We recently began the processing of having Shelby re-evaluated. We as a team (us, her teacher, her doctor, and therapists) feel that there may be something a bit 'more' going on with her as of lately.

We can't really put our 'finger' on it. She has always been such a complex child that it has made it really hard to do alot of things when it comes to figuring her out.

The good part about this whole process is she is now 6, and this is a 'magic' age as there are more questions and more tests that we can do and have done to help us figure out the best way to help her. This is where my tears came in.

We had an appointment with her psychologist today and I handed in the mountain of paperwork that you are all familiar with. As the doctor was looking and it she was nodding her head and you could tell she was processing the information her self. She asked some questions that weren't on the forms and are best answered out loud.  The question that struck me the hardest was the question about is she social.

You see Shelby is a very social little girl, she just isn't socially appropriate. She would much rather hang out with adults or much younger children. It's not that she doesn't like children her age, she does... she just has started to realize that they don't like her. Well maybe not 'don't like her' per say, but lets face it, what 6 year old can really put up with half of the things that Shelby does to regulate herself and her body... I'm her mother and there are days that I just want to yell to the heavens "Please for the love of all things holy get yourself under control'... and I'm an adult.

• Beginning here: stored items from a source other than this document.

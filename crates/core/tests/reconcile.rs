//! End-to-end checks over realistic tool captures.

use tagmeld_core::{
    decode_probe_json, parse_atom_dump, parse_vorbis_dump, CanonicalTagSet, TagMeldError,
    TagProfile, ToolCapture,
};

const ATOM_DUMP: &str = "\u{feff}Atom \"\u{a9}nam\" contains: Test Title
Atom \"\u{a9}ART\" contains: Test Artist
Atom \"\u{a9}alb\" contains: Test Album
Atom \"aART\" contains: Test AlbumArtist
Atom \"\u{a9}day\" contains: 2000
Atom \"trkn\" contains: 3 of 6
Atom \"disk\" contains: 2 of 0
Atom \"\u{a9}gen\" contains: Jazz
Atom \"\u{a9}cmt\" contains: Test Comment
Atom \"\u{a9}wrt\" contains: Test Composer
Atom \"----\" [com.apple.iTunes;MusicBrainz Track Id] contains: 12345678-1234-1234-1234-123456789012
Atom \"----\" [com.apple.iTunes;MusicBrainz Album Id] contains: abcdefab-abcd-abcd-abcd-abcdefabcdef
Atom \"----\" [com.apple.iTunes;CUSTOM_UNKNOWN_TAG] contains: CustomValue
Atom \"covr\" contains: 1 piece of artwork
";

const VORBIS_EXPORT: &str = "TITLE=Test Title
ARTIST=Test Artist
ARTIST=Artist Two
ALBUM=Test Album
ALBUMARTIST=Test AlbumArtist
DATE=2000
TRACKNUMBER=3
TRACKTOTAL=6
DISCNUMBER=2
GENRE=Jazz
COMMENT=Test Comment
COMPOSER=Test Composer
MUSICBRAINZ_TRACKID=12345678-1234-1234-1234-123456789012
";

const PICTURE_LISTING: &str = "METADATA block #3
  type: 6 (PICTURE)
  is last: true
  length: 1234
";

const PROBE_JSON: &str = r#"{
    "streams": [
        {
            "index": 0,
            "codec_name": "mjpeg",
            "codec_type": "video",
            "time_base": "1/90000"
        },
        {
            "index": 1,
            "codec_name": "alac",
            "codec_type": "audio",
            "sample_rate": "96000",
            "channels": 2,
            "channel_layout": "stereo",
            "bits_per_raw_sample": "24",
            "bits_per_sample": 0,
            "duration": "3.000000",
            "bit_rate": "3456000",
            "sample_fmt": "s32p",
            "nb_frames": "71",
            "duration_ts": 288000,
            "time_base": "1/96000"
        }
    ],
    "format": {
        "filename": "tagged.m4a",
        "nb_streams": 2,
        "format_name": "mov,mp4,m4a,3gp,3g2,mj2",
        "duration": "3.000000",
        "size": "1300000",
        "bit_rate": "3466666",
        "probe_score": 100
    }
}"#;

fn no_raw_vocabulary_keys(tags: &CanonicalTagSet) {
    for key in tags.keys() {
        assert_eq!(key, key.to_lowercase(), "key {key} is not canonical");
        assert!(!key.contains('\u{a9}'), "key {key} kept the copyright sign");
        assert!(!key.contains(' '), "key {key} contains a space");
    }
}

#[test]
fn atom_dump_reconciles_to_standard_profile() {
    let capture = ToolCapture::success("AtomicParsley", "tagged.m4a", ATOM_DUMP);
    let tags = parse_atom_dump(&capture).unwrap();

    assert!(TagProfile::standard().diff(&tags).is_empty());
    assert_eq!(tags.values("tracknumber"), ["3/6"]);
    assert_eq!(tags.values("discnumber"), ["2"]);
    assert_eq!(
        tags.values("musicbrainz_recordingid"),
        ["12345678-1234-1234-1234-123456789012"]
    );
    assert_eq!(tags.values("custom_unknown_tag"), ["CustomValue"]);
    assert_eq!(tags.picture_count, 1);
    no_raw_vocabulary_keys(&tags);
}

#[test]
fn vorbis_export_reconciles_to_standard_profile() {
    let export = ToolCapture::success("metaflac", "tagged.flac", VORBIS_EXPORT);
    let listing = ToolCapture::success("metaflac", "tagged.flac", PICTURE_LISTING);
    let tags = parse_vorbis_dump(&export, Some(&listing)).unwrap();

    assert!(TagProfile::standard().diff(&tags).is_empty());
    assert_eq!(tags.values("artist"), ["Test Artist", "Artist Two"]);
    assert_eq!(tags.values("tracknumber"), ["3"]);
    assert_eq!(tags.picture_count, 1);
    no_raw_vocabulary_keys(&tags);
}

#[test]
fn both_paths_agree_on_recording_id() {
    let mp4 = parse_atom_dump(&ToolCapture::success("AtomicParsley", "a.m4a", ATOM_DUMP)).unwrap();
    let flac = parse_vorbis_dump(&ToolCapture::success("metaflac", "a.flac", VORBIS_EXPORT), None)
        .unwrap();

    assert_eq!(
        mp4.values("musicbrainz_recordingid"),
        flac.values("musicbrainz_recordingid")
    );
    assert_eq!(flac.picture_count, 0);
}

#[test]
fn cover_only_dump_counts_pictures_without_text() {
    let capture = ToolCapture::success(
        "AtomicParsley",
        "cover.m4a",
        "Atom \"covr\" contains: 2 pieces of artwork\n",
    );
    let tags = parse_atom_dump(&capture).unwrap();

    assert_eq!(tags.len(), 0);
    assert_eq!(tags.picture_count, 2);
    assert!(!tags.is_empty());
}

#[test]
fn tool_failure_returns_no_tags() {
    let capture = ToolCapture::failure(
        "AtomicParsley",
        "broken.m4a",
        Some(1),
        "AtomicParsley error: bad mpeg4 file",
    );

    match parse_atom_dump(&capture) {
        Err(err @ TagMeldError::ToolFailed { .. }) => {
            assert!(err.to_string().contains("bad mpeg4 file"));
            assert!(err.to_string().contains("broken.m4a"));
        }
        other => panic!("expected tool failure, got {other:?}"),
    }
}

#[test]
fn probe_selects_first_audio_stream() {
    let report = decode_probe_json(PROBE_JSON.as_bytes()).unwrap();
    let audio = report.audio_stream().unwrap();

    assert_eq!(audio.index, 1);
    assert_eq!(audio.bit_depth(), 24);
    assert_eq!(audio.sample_rate_hz(), 96_000);
    assert_eq!(audio.bit_rate_bps(), 3_456_000);

    let summary = report.audio_summary().unwrap();
    assert_eq!(summary.codec, "alac");
    assert_eq!(summary.channels, 2);
    assert!((summary.duration_seconds - 3.0).abs() < 1e-9);

    assert_eq!(report.format.size_bytes(), 1_300_000);
    assert!((report.format.duration_seconds() - 3.0).abs() < 1e-9);
}

#[test]
fn probe_without_audio_fails_typed() {
    let json = r#"{"streams":[{"index":0,"codec_name":"h264","codec_type":"video"}],
                   "format":{"filename":"v.mp4","nb_streams":1,"format_name":"mp4","probe_score":100}}"#;
    let report = decode_probe_json(json.as_bytes()).unwrap();

    assert!(matches!(report.audio_stream(), Err(TagMeldError::NoAudioStream)));
}

#[test]
fn parsing_is_independent_across_threads() {
    let handles: Vec<_> = (0..8)
        .map(|_| {
            std::thread::spawn(|| {
                let capture = ToolCapture::success("AtomicParsley", "a.m4a", ATOM_DUMP);
                parse_atom_dump(&capture).unwrap()
            })
        })
        .collect();

    let results: Vec<CanonicalTagSet> = handles.into_iter().map(|h| h.join().unwrap()).collect();
    assert!(results.windows(2).all(|pair| pair[0] == pair[1]));
}
//! Parser for the text listing an MP4 atom dumper (`AtomicParsley -t`) prints.
//!
//! Three line shapes are recognised:
//!
//! ```text
//! Atom "covr" contains: 1 piece of artwork
//! Atom "----" [com.apple.iTunes;MusicBrainz Album Id] contains: 69af009e-...
//! Atom "©nam" contains: Test Title
//! ```
//!
//! Anything else (banners, headers) is ignored.

use crate::{
    capture::ToolCapture,
    pair::{format_pair, parse_pair},
    tables::{
        atom_to_semantic, freeform_to_semantic, normalize_atom_name, DISC_ATOM, TRACK_ATOM,
    },
    tags::{CanonicalTagSet, DISC_NUMBER_KEY, TRACK_NUMBER_KEY},
    Result,
};

const ATOM_PREFIX: &str = "Atom \"";
const CONTAINS: &str = " contains: ";
const ARTWORK_PREFIX: &str = "Atom \"covr\" contains: ";
const FREEFORM_PREFIX: &str = "Atom \"----\" [";
const BOM: char = '\u{feff}';

/// One recognised line of the atom listing.
#[derive(Debug, Clone, PartialEq, Eq)]
pub enum AtomLine<'a> {
    Artwork { pieces: u32 },
    Freeform { domain: &'a str, name: &'a str, value: &'a str },
    Atom { code: &'a str, value: &'a str },
}

impl<'a> AtomLine<'a> {
    /// Classifies a single line. The artwork and freeform shapes are tried
    /// before the generic one because they share its prefix.
    pub fn parse(line: &'a str) -> Option<Self> {
        if let Some(pieces) = parse_artwork(line) {
            return Some(AtomLine::Artwork { pieces });
        }

        if let Some((domain, name, value)) = parse_freeform(line) {
            return Some(AtomLine::Freeform { domain, name, value });
        }

        parse_generic(line).map(|(code, value)| AtomLine::Atom { code, value })
    }
}

/// Parses a captured atom dump. A failed tool run is returned as an error
/// and no partial tag set is produced.
pub fn parse_atom_dump(capture: &ToolCapture) -> Result<CanonicalTagSet> {
    let text = capture.stdout_checked()?;
    Ok(parse_atom_text(&text))
}

/// Parses atom dump text into a [`CanonicalTagSet`].
pub fn parse_atom_text(text: &str) -> CanonicalTagSet {
    let mut tags = CanonicalTagSet::new();

    for raw in text.lines() {
        let line = raw.strip_prefix(BOM).unwrap_or(raw);
        if line.trim().is_empty() {
            continue;
        }

        match AtomLine::parse(line) {
            Some(AtomLine::Artwork { pieces }) => tags.picture_count = pieces,
            Some(AtomLine::Freeform { name, value, .. }) => {
                tags.append(freeform_to_semantic(name), value);
            }
            Some(AtomLine::Atom { code, value }) => apply_atom(&mut tags, code, value),
            None => tracing::trace!(line, "ignoring unrecognised atom dump line"),
        }
    }

    tags
}

fn apply_atom(tags: &mut CanonicalTagSet, code: &str, value: &str) {
    match code {
        TRACK_ATOM => {
            let (track, total) = parse_pair(value);
            tags.track = track;
            tags.track_total = total;
            tags.append(TRACK_NUMBER_KEY, format_pair(track, total));
        }
        DISC_ATOM => {
            let (disc, total) = parse_pair(value);
            tags.disc = disc;
            tags.disc_total = total;
            tags.append(DISC_NUMBER_KEY, format_pair(disc, total));
        }
        _ => {
            let semantic = atom_to_semantic(&normalize_atom_name(code));
            tags.append(semantic, value);
        }
    }
}

// `Atom "covr" contains: <N> piece...`
fn parse_artwork(line: &str) -> Option<u32> {
    let rest = line.strip_prefix(ARTWORK_PREFIX)?;
    let digits_end = rest
        .find(|c: char| !c.is_ascii_digit())
        .unwrap_or(rest.len());
    if digits_end == 0 || !rest[digits_end..].starts_with(" piece") {
        return None;
    }

    Some(rest[..digits_end].parse().unwrap_or(0))
}

// `Atom "----" [<domain>;<name>] contains: <value>`
fn parse_freeform(line: &str) -> Option<(&str, &str, &str)> {
    let rest = line.strip_prefix(FREEFORM_PREFIX)?;
    let (domain, rest) = rest.split_once(';')?;
    let (name, rest) = rest.split_once(']')?;
    let value = rest.strip_prefix(CONTAINS)?;

    if domain.is_empty() || name.is_empty() {
        return None;
    }

    Some((domain, name, value))
}

// `Atom "<code>" contains: <value>`
fn parse_generic(line: &str) -> Option<(&str, &str)> {
    let rest = line.strip_prefix(ATOM_PREFIX)?;
    let (code, rest) = rest.split_once('"')?;
    let value = rest.strip_prefix(CONTAINS)?;

    if code.is_empty() {
        return None;
    }

    Some((code, value))
}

Shelby has slowly gone from wanting to play imagination games with friends at school - like house, shopping, dolls etc, and has moved to doing activities by herself, alone. She has started to actually lose the ability to say some words properly and let's face it... its down right scary. I have always heard parents of autistic children describe the process of 'losing' their child and I gave the typical "I can't imagine what that must be like" response and tried to be there to support my friends and fellow mothers etc, but I am starting to feel that same way myself.

There are days that you look at Shelby and she is off in her own little world and no matter how many times you say her name or what you do to get her attention... she just can't hear you. And it is because of this I cried.

My little girl is one of the most amazing children you could ever be blessed to meet... she at 6 years old would give you the clothes off her back and the food off her plate because she cares that much about people. She always wants to make sure that others are ok and that everything is 'right'... but at the end of the day.. things aren't 'right'... they are so very wrong, and so not what I had planned for my family and especially not what I had planned for my child.

So today I cried... and not that pretty silent cry that some woman have perfected... that nasty messy sobbing, snotty cry that makes you look like complete crap for hours after you have stopped. But let's face it, I felt a little bit better.

2 comments:

  1. Oh honey,
    I'm new to your blog and just read this post. My son has not been diagnosed with Autism but has Sensory Processing Disorder. I know its not even close to what you're going through but I can relate on a small level and have posted similar posts. I just wanted to reach out to you and say I hear you. I want to cry for you and don't even know you. I feel the same with Gregory and his social skills. My heart breaks but he seems fine with it. He's only 3 though and wonder how it will get the older he gets and the more he realizes. Anyways, hang in there. You're an awesome mommy! Hugs.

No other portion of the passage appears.